Celiac Disease: Alleviating Gastrointestinal Symptoms

Reviewed by Taylor Wolfram, MS, RDN, LDN
Digestive Engine - Celiac Disease: Alleviating Gastrointestinal Symptoms


Diet is the primary treatment for celiac disease and following a gluten-free diet significantly reduces many symptoms of the condition. People with celiac disease experience gastrointestinal symptoms such as diarrhea, constipation, abdominal pain and bloating, and nausea and vomiting.

Celiac disease is diagnosed using an endoscopic biopsy. But, for the biopsy to be accurate, the individual must be consuming gluten. If you believe you may have celiac disease, see your doctor before going on a gluten-free diet.

Reduce Side Effects with Diet

Abdominal pain and bloating affect up to about 80 percent of individuals with celiac disease. Females are more likely to report these symptoms than males. However, strictly following a gluten-free diet resolves abdominal pain and bloating symptoms in a vast majority — up to 97 to 100 percent — of people with celiac disease.

Celiac disease can slow the speed at which food travels through the stomach and intestine, which may cause discomfort that results in nausea or vomiting — symptoms reported in up to 44 percent of people with the disease. One study showed it took four hours for food to travel from mouth to the large intestine in those with the disease compared to only two hours in those without celiac disease. Following a gluten-free diet increased this speed to about 2½ hours, a rate similar to those without celiac disease. In another study, none of the individuals complained about nausea following a gluten-free diet.

Diarrhea is one of the most common and distressing symptoms among individuals with celiac disease. Two studies have shown that roughly 75 to 80 percent of individuals with the disease reported experiencing diarrhea. However, research shows that following a gluten-free diet improves diarrhea in the vast majority of patients. One study showed improvements within days; although, the average time needed for diarrhea to resolve was four weeks on a gluten-free diet.

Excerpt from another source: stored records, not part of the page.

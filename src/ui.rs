use crate::models::{DayView, TaskSummary};
use std::fmt::Write;

pub fn render_index(today: &DayView, summary: &[TaskSummary]) -> String {
    INDEX_HTML
        .replace("{{DATE}}", &today.date)
        .replace("{{PERCENT}}", &format!("{:.0}", today.percent))
        .replace("{{CHECKLIST}}", &checklist_rows(today))
        .replace("{{SUMMARY}}", &summary_rows(summary))
}

fn checklist_rows(day: &DayView) -> String {
    let mut html = String::new();
    for status in &day.tasks {
        let checked = if status.done { " checked" } else { "" };
        let _ = writeln!(
            html,
            r#"        <form method="post" action="/check" class="task">
          <input type="hidden" name="task" value="{slug}" />
          <label>
            <input type="checkbox" data-task="{slug}"{checked} onchange="this.form.requestSubmit()" />
            {label}
          </label>
        </form>"#,
            slug = status.task.slug(),
            label = status.task.label(),
        );
    }
    html
}

fn summary_rows(summary: &[TaskSummary]) -> String {
    let mut html = String::new();
    for entry in summary {
        let _ = writeln!(
            html,
            "          <tr><td>{}</td><td>{}/{} days</td></tr>",
            entry.task.label(),
            entry.completed,
            entry.window
        );
    }
    html
}

const INDEX_HTML: &str = r#"<!DOCTYPE html>
<html lang="en">
<head>
  <meta charset="UTF-8" />
  <meta name="viewport" content="width=device-width, initial-scale=1.0" />
  <title>Hair Care Tracker</title>
  <style>
    :root {
      --paper: #f4f7f2;
      --ink: #23302a;
      --muted: #6b7a72;
      --leaf: #3f7d5a;
      --warn: #c4572f;
      --card: #ffffff;
    }

    * {
      box-sizing: border-box;
    }

    body {
      margin: 0;
      min-height: 100vh;
      background: linear-gradient(160deg, var(--paper), #e3eee6);
      color: var(--ink);
      font-family: "Segoe UI", "Helvetica Neue", sans-serif;
      padding: 28px 16px 40px;
    }

    main {
      width: min(720px, 100%);
      margin: 0 auto;
      display: grid;
      gap: 20px;
    }

    section {
      background: var(--card);
      border-radius: 16px;
      padding: 22px;
      box-shadow: 0 12px 32px rgba(35, 48, 42, 0.08);
    }

    h1 {
      margin: 0 0 4px;
      font-size: clamp(1.7rem, 4vw, 2.3rem);
    }

    h2 {
      margin: 0 0 12px;
      font-size: 1.15rem;
    }

    .subtitle {
      margin: 0;
      color: var(--muted);
    }

    .progress {
      height: 10px;
      border-radius: 999px;
      background: #dfe8e2;
      overflow: hidden;
      margin: 14px 0 6px;
    }

    .progress span {
      display: block;
      height: 100%;
      background: var(--leaf);
      transition: width 200ms ease;
    }

    .task label {
      display: flex;
      align-items: center;
      gap: 10px;
      padding: 8px 0;
      cursor: pointer;
    }

    button {
      border: none;
      border-radius: 999px;
      padding: 10px 18px;
      font-weight: 600;
      cursor: pointer;
      background: var(--leaf);
      color: white;
    }

    button.secondary {
      background: var(--warn);
    }

    table {
      width: 100%;
      border-collapse: collapse;
    }

    td, th {
      text-align: left;
      padding: 6px 4px;
      border-bottom: 1px solid #edf1ee;
    }

    .row {
      display: flex;
      flex-wrap: wrap;
      gap: 10px;
      align-items: center;
    }

    .day {
      border-top: 1px solid #edf1ee;
      padding-top: 10px;
      margin-top: 10px;
    }

    .status {
      min-height: 1.2em;
      color: var(--muted);
      font-size: 0.9rem;
    }
  </style>
</head>
<body>
  <main>
    <section>
      <h1>Hair Care Tracker</h1>
      <p class="subtitle">Date: <strong id="date">{{DATE}}</strong></p>
      <div class="progress"><span id="bar" style="width: {{PERCENT}}%"></span></div>
      <p class="subtitle"><span id="percent">{{PERCENT}}</span>% done today</p>
    </section>

    <section>
      <h2>Today's checklist</h2>
      <div id="checklist">
{{CHECKLIST}}      </div>
      <div class="row">
        <form method="post" action="/reset" id="reset-form">
          <button class="secondary" type="submit">Reset today</button>
        </form>
        <a href="/report.txt"><button type="button">Download report</button></a>
      </div>
      <p class="status" id="status"></p>
    </section>

    <section>
      <h2>Last 7 days</h2>
      <table>
        <thead><tr><th>Task</th><th>Completed</th></tr></thead>
        <tbody id="summary">
{{SUMMARY}}        </tbody>
      </table>
    </section>

    <section>
      <h2>Browse days</h2>
      <div class="row">
        <label>From <input type="date" id="start" /></label>
        <label>To <input type="date" id="end" /></label>
      </div>
      <div id="days"></div>
    </section>
  </main>

  <script>
    const statusEl = document.getElementById('status');
    const setStatus = (text) => {
      statusEl.textContent = text;
    };

    const updateToday = (day) => {
      const percent = Math.round(day.percent);
      document.getElementById('percent').textContent = percent;
      document.getElementById('bar').style.width = `${percent}%`;
      day.tasks.forEach((status) => {
        const box = document.querySelector(`#checklist input[type=checkbox][data-label="${status.task}"]`);
        if (box) {
          box.checked = status.done;
        }
      });
    };

    const loadSummary = async () => {
      const res = await fetch('/api/summary');
      if (!res.ok) {
        throw new Error('Unable to load summary');
      }
      const rows = await res.json();
      document.getElementById('summary').innerHTML = rows
        .map((row) => `<tr><td>${row.task}</td><td>${row.completed}/${row.window} days</td></tr>`)
        .join('');
    };

    const renderDay = (day) => {
      const items = day.tasks
        .map((status) => {
          const checked = status.done ? ' checked' : '';
          const box = `<input type="checkbox" data-date="${day.date}" data-task="${status.task}"${checked} />`;
          return `<li><label>${box} ${status.task}</label></li>`;
        })
        .join('');
      return `<div class="day"><strong>${day.date}</strong> (${Math.round(day.percent)}%)<ul>${items}</ul></div>`;
    };

    const loadDays = async () => {
      const params = new URLSearchParams({
        start: document.getElementById('start').value,
        end: document.getElementById('end').value
      });
      const res = await fetch(`/api/days?${params}`);
      if (!res.ok) {
        throw new Error(await res.text());
      }
      const days = await res.json();
      document.getElementById('days').innerHTML = days.map(renderDay).join('');
    };

    const send = async (url, body) => {
      setStatus('Saving...');
      const res = await fetch(url, {
        method: 'POST',
        headers: { 'content-type': 'application/json' },
        body: JSON.stringify(body)
      });
      if (!res.ok) {
        throw new Error((await res.text()) || 'Request failed');
      }
      const day = await res.json();
      if (day.date === document.getElementById('date').textContent) {
        updateToday(day);
      }
      await Promise.all([loadSummary(), loadDays()]);
      setStatus('Saved');
      setTimeout(() => setStatus(''), 1200);
    };

    document.querySelectorAll('#checklist input[type=checkbox]').forEach((box) => {
      box.dataset.label = box.parentElement.textContent.trim();
      box.onchange = () => {
        send('/api/toggle', { task: box.dataset.task }).catch((err) => setStatus(err.message));
      };
    });

    document.getElementById('reset-form').addEventListener('submit', (event) => {
      event.preventDefault();
      send('/api/reset', {}).catch((err) => setStatus(err.message));
    });

    document.getElementById('days').addEventListener('change', (event) => {
      const box = event.target;
      if (!box.dataset.date) {
        return;
      }
      send('/api/toggle', { task: box.dataset.task, date: box.dataset.date })
        .catch((err) => setStatus(err.message));
    });

    ['start', 'end'].forEach((id) => {
      document.getElementById(id).addEventListener('change', () => {
        loadDays().catch((err) => setStatus(err.message));
      });
    });

    loadDays().catch((err) => setStatus(err.message));
  </script>
</body>
</html>
"#;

Research also indicates that constipation is more common among people with celiac disease, and generally improves following a gluten-free diet. In one study of individuals with celiac disease, 39 percent of participants reported problems with constipation before following a gluten-free diet. After adopting a gluten-free diet for six months, the majority of those individuals reported their constipation had resolved.

A small number of individuals with celiac disease may struggle with continuing symptoms, such as diarrhea or constipation, even after several months of faithfully following a gluten-free diet. Seeking guidance and treatment from a physician that specializes in celiac disease is the next step. Other health issues can resemble or be present in addition to celiac disease, including small intestinal bacterial overgrowth — the most common — as well as malabsorption of a naturally occurring sugar in milk (lactose) or a naturally occurring sugar found in fruit (fructose), or a parasite infestation. Also, some individuals with celiac disease experience other gastrointestinal problems such as irritable bowel syndrome and inflammation of the colon.

A registered dietitian nutritionist can provide further guidance on following a gluten-free diet and meeting nutrient needs.